Help deal with the NIPS-A-GEDDON: This week, AI papers are going to start flooding onto Arxiv from submissions to NIPS, and some other AI conferences. Would people like to help rapidly evaluate the papers, noting interesting things? We tried a similar experiment a few weeks ago and it worked quite well. We used a combination of a form and a Google Doc to rapidly analyze papers. Would love suggestions from people on whether this format [GDoc] is helpful (I know it’s ugly as sin, so suggestions welcome here.)
…if you have any other thoughts for how to structure this project or make it better, then do let me know.

OpenAI bits&pieces:

It was a robot-fueled week at OpenAI. First, we launched a new software package called Roboschool, open-source software for robot simulation, integrated with OpenAI Gym. We also outlined a robotics system that lets us efficiently learn to reproduce behaviors from single demonstrations.

CrowdFlower founder and OpenAI intern chats about the importance of AI on this podcast with Sam Lessin, and why he thinks computers are eventually going to exceed humans at many (if not all!) capabilities.

Tech tales:

[2018: The San Francisco Bay Area, two people in two distant shared houses, conversing via their phones.]

Are you okay?
I’ve been better. You?
Things aren’t going well.
Anything I can do?
Fancy drinks?
Sure, when?
Wednesday at 930?
Sounds good!

You put your phone down and, however many miles away, so does the other person. Neither of you typed a word of that, instead you both just kept on thumbing the automatically suggested messages until you scheduled the drinks.

It’s true, the both of you are having trouble at the moment. Your system was smart enough to make the suggestions based on studying your other emails and the rhythms of the hundreds of millions of other users. When you eventually go and get drinks the GPS in your phones tracks you both, records the meeting – anonymously, only signalling to the AI algorithms that this kind of social interaction produced a Real In-Person Correspondence.

Understanding what leads to a person meeting up with another, and what conversational rhythms or prompts are crucial to ensuring this occurs, is a matter of corporate life and death for the companies pushing these services.

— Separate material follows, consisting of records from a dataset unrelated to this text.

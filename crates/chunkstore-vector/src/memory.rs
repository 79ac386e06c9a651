//! In-process backend
//!
//! Implements the backend operations over in-memory collections with exact
//! (brute force) search. Stands in for a Milvus deployment in the test
//! suites. Supports injecting index rejections and insert failures.

use crate::backend::{
    BackendHandle, ColumnBatch, Connector, IndexDescription, RawHit, Row, SearchRequest,
    VectorBackend,
};
use crate::filter::Expr;
use crate::schema::{CollectionDescription, FieldSchema};
use async_trait::async_trait;
use chunkstore_core::{ConnectionInfo, ConsistencyLevel, IndexParams, Result, StoreError};
use serde_json::Value;
use std::collections::{HashMap, HashSet};
use std::sync::atomic::{AtomicUsize, Ordering};
use std::sync::{Arc, Mutex, MutexGuard, PoisonError};

#[derive(Debug, Default)]
struct MemoryCollection {
    fields: Vec<FieldSchema>,
    indexes: Vec<IndexDescription>,
    rows: Vec<Row>,
    next_pk: i64,
    loaded: bool,
}

impl MemoryCollection {
    fn metric(&self) -> Option<&str> {
        self.indexes.first().map(|i| i.params.metric_type.as_str())
    }
}

#[derive(Debug, Default)]
struct MemoryState {
    collections: HashMap<String, MemoryCollection>,
    insert_calls: usize,
    insert_batches: Vec<usize>,
    delete_batches: Vec<usize>,
}

/// In-memory collections with Milvus-like semantics
#[derive(Debug, Default)]
pub struct MemoryBackend {
    state: Mutex<MemoryState>,
    rejected_index_types: HashSet<String>,
    fail_insert_call: Option<usize>,
}

impl MemoryBackend {
    pub fn new() -> Self {
        Self::default()
    }

    /// Reject index creation for an index type
    pub fn reject_index_type(mut self, index_type: &str) -> Self {
        self.rejected_index_types.insert(index_type.to_uppercase());
        self
    }

    /// Fail the n-th insert call (1-based)
    pub fn fail_insert_call(mut self, n: usize) -> Self {
        self.fail_insert_call = Some(n);
        self
    }

    /// Row counts of accepted insert batches, in order
    pub fn insert_batches(&self) -> Vec<usize> {
        self.lock().insert_batches.clone()
    }

    /// Key counts of delete calls, in order
    pub fn delete_batches(&self) -> Vec<usize> {
        self.lock().delete_batches.clone()
    }

    /// Number of rows stored in a collection
    pub fn row_count(&self, collection: &str) -> usize {
        self.lock()
            .collections
            .get(collection)
            .map_or(0, |c| c.rows.len())
    }

    fn lock(&self) -> MutexGuard<'_, MemoryState> {
        self.state.lock().unwrap_or_else(PoisonError::into_inner)
    }
}

fn not_found(collection: &str) -> StoreError {
    StoreError::CollectionNotFound(collection.to_string())
}

fn collection_mut<'a>(
    state: &'a mut MemoryState,
    collection: &str,
) -> Result<&'a mut MemoryCollection> {
    state
        .collections
        .get_mut(collection)
        .ok_or_else(|| not_found(collection))
}

fn score(metric: &str, a: &[f32], b: &[f32]) -> f32 {
    let dot: f32 = a.iter().zip(b).map(|(x, y)| x * y).sum();
    match metric {
        "L2" => a.iter().zip(b).map(|(x, y)| (x - y) * (x - y)).sum(),
        "COSINE" => {
            let norm = |v: &[f32]| v.iter().map(|x| x * x).sum::<f32>().sqrt();
            let denom = norm(a) * norm(b);
            if denom == 0.0 {
                0.0
            } else {
                dot / denom
            }
        }
        _ => dot,
    }
}

fn vector_of(row: &Row, field: &str) -> Option<Vec<f32>> {
    row.get(field)?
        .as_array()?
        .iter()
        .map(|v| v.as_f64().map(|f| f as f32))
        .collect()
}

fn project(row: &Row, output_fields: &[String]) -> Row {
    output_fields
        .iter()
        .filter_map(|f| row.get(f).map(|v| (f.clone(), v.clone())))
        .collect()
}

#[async_trait]
impl VectorBackend for MemoryBackend {
    async fn has_collection(&self, collection: &str) -> Result<bool> {
        Ok(self.lock().collections.contains_key(collection))
    }

    async fn describe_collection(&self, collection: &str) -> Result<CollectionDescription> {
        let state = self.lock();
        let col = state
            .collections
            .get(collection)
            .ok_or_else(|| not_found(collection))?;
        Ok(CollectionDescription {
            name: collection.to_string(),
            fields: col.fields.clone(),
        })
    }

    async fn create_collection(
        &self,
        collection: &str,
        fields: &[FieldSchema],
        _consistency_level: ConsistencyLevel,
    ) -> Result<()> {
        let mut state = self.lock();
        if state.collections.contains_key(collection) {
            return Err(StoreError::SchemaError(format!(
                "Collection {collection} already exists"
            )));
        }
        state.collections.insert(
            collection.to_string(),
            MemoryCollection {
                fields: fields.to_vec(),
                next_pk: 1,
                ..Default::default()
            },
        );
        Ok(())
    }

    async fn drop_collection(&self, collection: &str) -> Result<()> {
        self.lock()
            .collections
            .remove(collection)
            .map(|_| ())
            .ok_or_else(|| not_found(collection))
    }

    async fn load_collection(&self, collection: &str) -> Result<()> {
        let mut state = self.lock();
        let col = collection_mut(&mut state, collection)?;
        if col.indexes.is_empty() {
            return Err(StoreError::BackendError(format!(
                "index not found for collection {collection}"
            )));
        }
        col.loaded = true;
        Ok(())
    }

    async fn release_collection(&self, collection: &str) -> Result<()> {
        let mut state = self.lock();
        collection_mut(&mut state, collection)?.loaded = false;
        Ok(())
    }

    async fn describe_indexes(&self, collection: &str) -> Result<Vec<IndexDescription>> {
        let mut state = self.lock();
        Ok(collection_mut(&mut state, collection)?.indexes.clone())
    }

    async fn create_index(
        &self,
        collection: &str,
        field: &str,
        params: &IndexParams,
    ) -> Result<()> {
        if self
            .rejected_index_types
            .contains(&params.index_type.to_uppercase())
        {
            return Err(StoreError::BackendError(format!(
                "invalid index type: {}",
                params.index_type
            )));
        }
        let mut state = self.lock();
        let col = collection_mut(&mut state, collection)?;
        if col.indexes.iter().any(|i| i.field_name == field) {
            return Err(StoreError::BackendError(format!(
                "index already exists on field {field}"
            )));
        }
        col.indexes.push(IndexDescription {
            field_name: field.to_string(),
            index_name: field.to_string(),
            params: params.clone(),
        });
        Ok(())
    }

    async fn insert(&self, collection: &str, batch: &ColumnBatch) -> Result<u64> {
        let mut state = self.lock();
        state.insert_calls += 1;
        if self.fail_insert_call == Some(state.insert_calls) {
            return Err(StoreError::BackendError("insert rejected".to_string()));
        }

        let col = collection_mut(&mut state, collection)?;
        let expected: Vec<&FieldSchema> = col.fields.iter().filter(|f| !f.auto_id).collect();
        let supplied: Vec<&str> = batch.columns().iter().map(|c| c.name.as_str()).collect();
        if expected.len() != supplied.len()
            || expected.iter().zip(&supplied).any(|(f, s)| f.name != *s)
        {
            return Err(StoreError::SchemaError(format!(
                "insert columns {supplied:?} do not match collection {collection}"
            )));
        }

        let auto_pk = col
            .fields
            .iter()
            .find(|f| f.auto_id)
            .map(|f| f.name.clone());
        let primary = col
            .fields
            .iter()
            .find(|f| f.is_primary && !f.auto_id)
            .map(|f| f.name.clone());

        let rows = batch.to_rows();
        let count = rows.len();
        for mut row in rows {
            if let Some(pk) = &auto_pk {
                row.insert(pk.clone(), Value::from(col.next_pk));
                col.next_pk += 1;
            }
            // primary keys are unique: a repeated key replaces the row
            if let Some(pk) = &primary {
                let key = row.get(pk).cloned();
                col.rows.retain(|r| r.get(pk) != key.as_ref());
            }
            col.rows.push(row);
        }

        state.insert_batches.push(count);
        Ok(count as u64)
    }

    async fn search(&self, collection: &str, request: &SearchRequest) -> Result<Vec<RawHit>> {
        let state = self.lock();
        let col = state
            .collections
            .get(collection)
            .ok_or_else(|| not_found(collection))?;
        if !col.loaded {
            return Err(StoreError::BackendError(format!(
                "collection {collection} not loaded"
            )));
        }

        let metric = col.metric().unwrap_or("IP").to_uppercase();
        let mut hits: Vec<RawHit> = col
            .rows
            .iter()
            .filter(|row| request.filter.as_ref().map_or(true, |f| f.matches(row)))
            .filter_map(|row| {
                let stored = vector_of(row, &request.anns_field)?;
                Some(RawHit {
                    score: score(&metric, &request.vector, &stored),
                    fields: project(row, &request.output_fields),
                })
            })
            .collect();

        if metric == "L2" {
            hits.sort_by(|a, b| a.score.total_cmp(&b.score));
        } else {
            hits.sort_by(|a, b| b.score.total_cmp(&a.score));
        }
        hits.truncate(request.limit);
        Ok(hits)
    }

    async fn query(
        &self,
        collection: &str,
        filter: &Expr,
        output_fields: &[String],
    ) -> Result<Vec<Row>> {
        let state = self.lock();
        let col = state
            .collections
            .get(collection)
            .ok_or_else(|| not_found(collection))?;
        Ok(col
            .rows
            .iter()
            .filter(|row| filter.matches(row))
            .map(|row| project(row, output_fields))
            .collect())
    }

    async fn delete(&self, collection: &str, filter: &Expr) -> Result<u64> {
        let mut state = self.lock();
        let col = collection_mut(&mut state, collection)?;
        let before = col.rows.len();
        col.rows.retain(|row| !filter.matches(row));
        let deleted = before - col.rows.len();

        let batch = filter.literal_count().unwrap_or(deleted);
        state.delete_batches.push(batch);
        Ok(deleted as u64)
    }
}

/// Hands out connections to a shared `MemoryBackend`
pub struct MemoryConnector {
    backend: Arc<MemoryBackend>,
    unreachable: HashSet<String>,
    connects: AtomicUsize,
}

impl MemoryConnector {
    pub fn new(backend: Arc<MemoryBackend>) -> Self {
        Self {
            backend,
            unreachable: HashSet::new(),
            connects: AtomicUsize::new(0),
        }
    }

    /// Refuse connections to a host
    pub fn with_unreachable_host(mut self, host: &str) -> Self {
        self.unreachable.insert(host.to_string());
        self
    }

    /// Number of connections established
    pub fn connect_count(&self) -> usize {
        self.connects.load(Ordering::SeqCst)
    }
}

#[async_trait]
impl Connector for MemoryConnector {
    async fn connect(&self, info: &ConnectionInfo) -> Result<BackendHandle> {
        // let concurrent openers interleave with the handshake
        tokio::task::yield_now().await;

        if self.unreachable.contains(&info.host) {
            return Err(StoreError::ConnectionError(format!(
                "{}:{} unreachable",
                info.host, info.port
            )));
        }
        self.connects.fetch_add(1, Ordering::SeqCst);
        Ok(self.backend.clone())
    }
}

We know when you’re sad, is the implication. So perhaps you should consider $drinks, or $a_contemporary_lifestyle_remedy, or $sharing_more_earlier.

You know you’re feeding them, these machines that live in football field-sized warehouses, tended to by a hundred-computer mechanics who cannot know what the machines are really thinking. No person truly knows what these machines relate to, instead it is the AI at the heart of the companies that does – and we don’t know how to ask it questions.

Technologies that inspired this story: sequence-to-sequence learning, Alexa/Siri/Cortana/Google, phones, differential privacy, federated learning.